Before being sworn in as President, Donald Trump was tweeting at Boeing and Carrier about business practices and costs. It was somewhat cringe-worthy, but since he held no official role in government, it ultimately didn’t matter.
That all changed when Donald Trump became the 45th President of the United States. Earlier today he tweeted the following:
My daughter Ivanka has been treated so unfairly by @Nordstrom. She is a great person — always pushing me to do the right thing! Terrible!
— Donald J. Trump (@realDonaldTrump) February 8, 2017
This is in response to Nordstrom’s notice that they’re going to stop carrying daughter (and administration adviser) Ivanka’s clothing line in their stores. Nordstrom says their decision was based on business saying Trump’s clothing line is not selling well enough to justify keeping the clothing in their stores. Some are saying the decision is political, but there’s no evidence to suggest that. These kinds of decisions are made all the time, especially in retail. If a product is not moving, you remove it from the racks and shelves for something that will sell.
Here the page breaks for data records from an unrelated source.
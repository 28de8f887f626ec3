//! Core business logic - framework-agnostic storefront operations.
//!
//! Nothing in here knows about the chat transport. Every function takes a
//! database connection (and, where needed, the injected [`crate::config::AppConfig`])
//! and returns [`crate::errors::Result`].

/// Catalog store - which months of a year are offered
pub mod catalog;
/// Checkout and order lifecycle orchestration across stock, wallet and orders
pub mod checkout;
/// Deposit conversation state machine
pub mod conversation;
/// Required community membership decisions
pub mod membership;
/// Order records
pub mod order;
/// Price overrides with per-type defaults
pub mod pricing;
/// Store-wide statistics
pub mod report;
/// Stock ledger
pub mod stock;
/// Support chat sessions
pub mod support;
/// User registration and preferences
pub mod user;
/// Wallet ledger
pub mod wallet;

use chrono::{DateTime, Utc};

/// Appends `note` to an existing note log as a `[<rfc3339>] <note>` line.
///
/// Blank notes leave the log untouched.
pub(crate) fn append_note(
    existing: Option<String>,
    note: Option<&str>,
    at: DateTime<Utc>,
) -> Option<String> {
    let Some(note) = note.map(str::trim).filter(|n| !n.is_empty()) else {
        return existing;
    };
    let line = format!("[{}] {note}", at.to_rfc3339());
    match existing {
        Some(log) if !log.is_empty() => Some(format!("{log}\n{line}")),
        _ => Some(line),
    }
}
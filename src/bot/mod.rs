//! Bot layer - chat-platform interface and command handlers
//!
//! This module binds the storefront to the poise/serenity stack: slash commands,
//! the membership gate that runs before them, button interactions for deposit
//! review and the admin notification fan-out.

/// Slash command implementations (general, shop, wallet, support, admin)
pub mod commands;
/// Non-command interaction handlers (autocomplete, buttons)
pub mod handlers;
/// Direct-message notifications to admins and users
pub mod notify;

use crate::{
    config::AppConfig,
    core::{
        conversation::DepositFlow,
        membership::{self, MembershipStatus},
        user,
    },
    entities::UserModel,
    errors::{Error, Result},
};
use poise::serenity_prelude as serenity;
use sea_orm::DatabaseConnection;
use std::collections::HashMap;
use std::sync::Arc;
use tokio::sync::Mutex;
use tracing::{debug, error, info, instrument, warn};

/// Shared data available to all bot commands.
/// This structure holds the database connection, the injected configuration and
/// the per-user deposit conversations.
pub struct BotData {
    /// Database connection for all database operations
    pub database: DatabaseConnection,
    /// Store configuration loaded at startup
    pub config: Arc<AppConfig>,
    /// Open deposit conversations keyed by internal user id
    pub conversations: Mutex<HashMap<i64, DepositFlow>>,
}

impl BotData {
    /// Creates a new `BotData` instance with the given database connection and
    /// configuration.
    #[must_use]
    pub fn new(database: DatabaseConnection, config: Arc<AppConfig>) -> Self {
        Self {
            database,
            config,
            conversations: Mutex::new(HashMap::new()),
        }
    }
}

/// Context type shared by every command
pub type Context<'a> = poise::Context<'a, BotData, Error>;

/// Commands that work before registration and the membership check.
const UNGATED_COMMANDS: [&str; 3] = ["start", "help", "check_membership"];

/// Loads the registered user behind a command invocation.
pub async fn current_user(ctx: Context<'_>) -> Result<UserModel> {
    user::require_user_by_external_id(&ctx.data().database, &ctx.author().id.to_string()).await
}

/// The invoker's platform id in the form stored in audit columns.
pub(crate) fn admin_numeric_id(ctx: Context<'_>) -> i64 {
    i64::try_from(ctx.author().id.get()).unwrap_or_default()
}

/// Asks the platform for the author's status in each required community.
pub async fn fetch_membership(ctx: Context<'_>) -> Vec<MembershipStatus> {
    let mut statuses = Vec::new();
    for channel in &ctx.data().config.required_channels {
        let guild = serenity::GuildId::new(channel.id);
        let status = match ctx.http().get_member(guild, ctx.author().id).await {
            Ok(_) => MembershipStatus::Member,
            Err(e) => {
                debug!(community = channel.id, error = %e, "membership lookup failed");
                MembershipStatus::Unknown
            }
        };
        statuses.push(status);
    }
    statuses
}

/// Lists the communities the user still has to join.
pub fn join_instructions(config: &AppConfig) -> String {
    let mut text = String::from("📢 Please join all of these communities first:\n");
    for channel in &config.required_channels {
        text.push_str(&format!("• {} - {}\n", channel.title, channel.invite_link));
    }
    text.push_str("\nThen run `/check_membership`.");
    text
}

/// Runs before every command: the user must be registered, not blocked and a
/// member of every required community.
async fn membership_gate(ctx: Context<'_>) -> Result<bool> {
    if UNGATED_COMMANDS.contains(&ctx.command().name.as_str()) {
        return Ok(true);
    }

    let db = &ctx.data().database;
    let Some(found) = user::get_user_by_external_id(db, &ctx.author().id.to_string()).await? else {
        ctx.say("You are not registered yet. Please use `/start` first.")
            .await?;
        return Ok(false);
    };

    if found.is_blocked {
        ctx.say("⛔ Your account has been blocked.").await?;
        return Ok(false);
    }

    if !found.joined_channels {
        if !membership::all_joined(&fetch_membership(ctx).await) {
            ctx.say(join_instructions(&ctx.data().config)).await?;
            return Ok(false);
        }
        user::mark_joined_channels(db, found.id).await?;
    }

    user::touch_activity(db, found.id).await?;
    Ok(true)
}

/// Only configured admins pass.
pub async fn admin_check(ctx: Context<'_>) -> Result<bool> {
    let is_admin = ctx
        .data()
        .config
        .is_admin_id(&ctx.author().id.to_string());
    if !is_admin {
        ctx.say("⛔ This command is for admins only.").await?;
    }
    Ok(is_admin)
}

async fn on_error(error: poise::FrameworkError<'_, BotData, Error>) {
    match error {
        poise::FrameworkError::Setup { error, .. } => {
            error!("Failed to start bot: {:?}", error);
        }
        poise::FrameworkError::Command { error, ctx, .. } => {
            if error.is_internal() {
                error!("Error in command `{}`: {:?}", ctx.command().name, error);
            } else {
                warn!("Command `{}` rejected: {}", ctx.command().name, error);
            }
            if let Err(e) = ctx.say(error.user_message()).await {
                error!("Failed to send error message: {}", e);
            }
        }
        poise::FrameworkError::CommandCheckFailed { error: None, .. } => {}
        error => {
            if let Err(e) = poise::builtins::on_error(error).await {
                error!("Error while handling error: {}", e);
            }
        }
    }
}

/// Starts the bot and blocks until the client stops.
#[instrument(skip(token, config, database))]
pub async fn run_bot(
    token: String,
    config: Arc<AppConfig>,
    database: DatabaseConnection,
) -> Result<()> {
    let framework = poise::Framework::builder()
        .options(poise::FrameworkOptions {
            commands: commands::all(),
            on_error: |error| Box::pin(on_error(error)),
            command_check: Some(|ctx| Box::pin(membership_gate(ctx))),
            event_handler: |ctx, event, _framework, data| {
                Box::pin(handlers::interactions::handle_event(ctx, event, data))
            },
            ..Default::default()
        })
        .setup(|ctx, ready, framework| {
            Box::pin(async move {
                info!("Logged in as {}", ready.user.name);
                info!("Registering commands globally...");
                poise::builtins::register_globally(ctx, &framework.options().commands).await?;
                Ok(BotData::new(database, config))
            })
        })
        .build();

    let intents = serenity::GatewayIntents::GUILDS
        | serenity::GatewayIntents::GUILD_MEMBERS
        | serenity::GatewayIntents::DIRECT_MESSAGES;

    info!("Setting up Serenity client for Poise framework...");
    let mut client = serenity::Client::builder(&token, intents)
        .framework(framework)
        .await?;

    info!("Starting bot client...");
    client.start().await?;
    Ok(())
}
The President of the United States, with that tweet, is attempting to bully a company that stopped doing business with a family member who happens to work in his administration. If this is not crossing an ethical line, then what does it look like to do so? What happens when Eric and Donald Trump Jr. have an issue with another company? Will Dad call them out as well? When does it end?
Doing the right thing, in this case, would be saying nothing.